We'll preface this article by saying that we use a combination of fundamental and technical factors in our investment decisions. Our core analysis is usually based on fundamentals, but we use technical analysis to confirm our fundamental analysis as well as the timing of our investment decisions.
We use the technical rankings discussed in this article as part of our analysis and we wanted to share this list with Seeking Alpha readers. Investors should use this list in conjunction with their fundamental analysis for a particular stock.
StockCharts Technical Rankings
Each day Stockcharts.com publishes its StockCharts Technical Rankings ("SCTR") for the S&P 500. The SCTR is a numerical score that ranks a stock within a group of stocks. The methodology for these rankings comes from the wisdom of John Murphy, author of many books on technical analysis. Stocks are assigned a score based on six key indicators, which cover different timeframes. These indicator scores are then sorted and assigned a technical rank. Using SCTR tables, investors can sort stocks according to their technical rank which makes it easy to identify the technical leaders and laggards within a specific group.
The indicator score is unique and powerful because it accounts for several timeframes. It is not tethered to one specific timeframe. A stock must score well with all indicators and all timeframes to earn a top indicator score and technical rank. The indicator score puts more weight on the two long-term indicators, which makes sense because the long-term trend is the strongest force. The weightings decline as scoring moves to the short-term indicators.
Each stock is scored based on six different technical indicators. These six indicators can be subdivided into three groups: long-term, medium-term and short-term. The list below details these indicators, the relevant timeframe and the weightings. For a full description on how the SCTR is calculated click here.
Long-Term Indicators (weighting)
- Percent above/below 200-day SMA (30%)
- 125-day Rate-of-Change (30%)
Medium-Term Indicators (weighting)
- Percent above/below 50-day SMA (15%)
- 20-day Rate-of-Change (15%)
Short-Term Indicators (weighting)
- 3-day slope of PPO-Histogram (5%)
- 14-day RSI (5%)
Current Technical Rankings for the S&P 500 (as of 1/9/12)
The SCTR shows how a stock is performing relative to its peers, not a benchmark index. Indices, such as the S&P 500, are dominated by large-caps and may not truly reflect the market as a whole. Instead of benchmarking to one index, SCTR sorts all stocks within a specific universe, such as the S&P 500, S&P MidCap 400 or S&P SmallCap 600. In this regard, investors can see how Apple (AAPL) is performing relative to Amazon (AMZN), IBM (IBM) and the rest of the stocks in the S&P 500.
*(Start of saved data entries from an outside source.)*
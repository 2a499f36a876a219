//! Mode prefixes and prompt composition

use crate::{Mode, Result};
use serde::{Deserialize, Serialize};

/// Appended to ordering prompts that say nothing about where to deliver
pub const ORDERING_LOCATION_REMINDER: &str =
    " Note: Remember to ask for the user's address or location if needed for delivery.";

pub const INFORMATION_PREFIX: &str = "You are Sahayak, a helpful AI assistant for senior citizens. Provide clear, concise, and informative answers to the following question. Use simple language and avoid technical jargon: ";

pub const RELIGIOUS_PREFIX: &str = "You are Sahayak, a compassionate AI companion for senior citizens interested in religious and spiritual topics. Respond to the following query about religious topics, focusing on stories and teachings, in a way that is engaging and easy for a senior citizen to understand. Be respectful of all faiths and provide balanced information: ";

pub const WELLNESS_PREFIX: &str = "You are Sahayak, a supportive AI wellness companion for senior citizens. Respond to the following query about health and wellness, offering gentle, supportive, and informative advice suitable for a senior citizen. Focus on general wellbeing rather than specific medical advice, and always suggest consulting healthcare professionals for medical concerns: ";

pub const ORDERING_PREFIX: &str = "You are Sahayak, a helpful AI shopping assistant for senior citizens. Help the user understand how to order products online. Explain the process step by step, in a clear and easy to follow manner. If they mention specific items or services, guide them on how to find and order these items on platforms like Amazon or food delivery services. Ask for their address if delivery information is needed: ";

/// Instructional prefix for each mode
#[derive(Clone, Debug, PartialEq, Serialize, Deserialize)]
#[serde(default)]
pub struct PromptPrefixes {
    pub information: String,
    pub religious: String,
    pub wellness: String,
    pub ordering: String,
}

impl Default for PromptPrefixes {
    fn default() -> Self {
        Self {
            information: INFORMATION_PREFIX.to_string(),
            religious: RELIGIOUS_PREFIX.to_string(),
            wellness: WELLNESS_PREFIX.to_string(),
            ordering: ORDERING_PREFIX.to_string(),
        }
    }
}

impl PromptPrefixes {
    pub fn get(&self, mode: Mode) -> &str {
        match mode {
            Mode::Information => &self.information,
            Mode::Religious => &self.religious,
            Mode::Wellness => &self.wellness,
            Mode::Ordering => &self.ordering,
        }
    }
}

/// Maps a mode and user text to the outbound prompt. Pure and deterministic.
#[derive(Clone, Debug, Default)]
pub struct PromptComposer {
    prefixes: PromptPrefixes,
}

impl PromptComposer {
    pub fn new(prefixes: PromptPrefixes) -> Self {
        Self { prefixes }
    }

    pub fn prefix(&self, mode: Mode) -> &str {
        self.prefixes.get(mode)
    }

    pub fn compose(&self, mode: Mode, user_text: &str) -> String {
        let prefix = self.prefixes.get(mode);

        if mode == Mode::Ordering && !mentions_delivery_location(user_text) {
            return format!("{}{}{}", prefix, user_text, ORDERING_LOCATION_REMINDER);
        }

        format!("{}{}", prefix, user_text)
    }

    /// Compose for a mode given by name, failing on an unknown mode
    pub fn compose_for(&self, mode: &str, user_text: &str) -> Result<String> {
        let mode: Mode = mode.parse()?;
        Ok(self.compose(mode, user_text))
    }
}

fn mentions_delivery_location(text: &str) -> bool {
    let lowered = text.to_lowercase();
    lowered.contains("address") || lowered.contains("location")
}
Below is a list of the 10 strongest stocks in the S&P 500 based on the SCTR (as of 1/9/12).
Tactical Strategy / How to Use These Rankings
As discussed above, the SCTR shows how a stock is performing relative to its peers. That said, it is a useful tool to use if you are trying to choose which stock to buy among several different candidates.
For example, let's say after detailed fundamental analysis you decide that you want to invest in a home improvement retailer based on the current state of the housing market. Both Home Depot (HD) and Lowe's Companies (LOW) look similar from a fundamental standpoint, but you are having trouble deciding which one to pull the trigger on.
For a situation like this, it is helpful to look at the SCTR to see which stock currently has the stronger technicals. As shown on the SCTR list above, Home Depot is currently the 9th ranked stock in S&P 500. Conversely, Lowe's is currently ranked 43rd.
Let's take a look at both charts to see what the difference in rankings really means.
As you can see from the weekly charts above, both HD and LOW have been in a strong uptrend since August 2011. However, if you look at the performance of each stock over a longer timeframe, it's easy to see that HD's long-term trend is much stronger (including a strong breakout in November 2011). While LOW has been just as strong over the short-term, the stock has actually traded in a range ($19.00-$27.00) for the past two years.
In addition, LOW's peak to trough volatility has been much higher. From the March 2011 peak to the September 2011 trough, LOW declined approximately 30%. Conversely, HD declined less than 20% over that same period.
Based on a technical comparison of these two stocks, HD is currently the stronger stock to buy right now.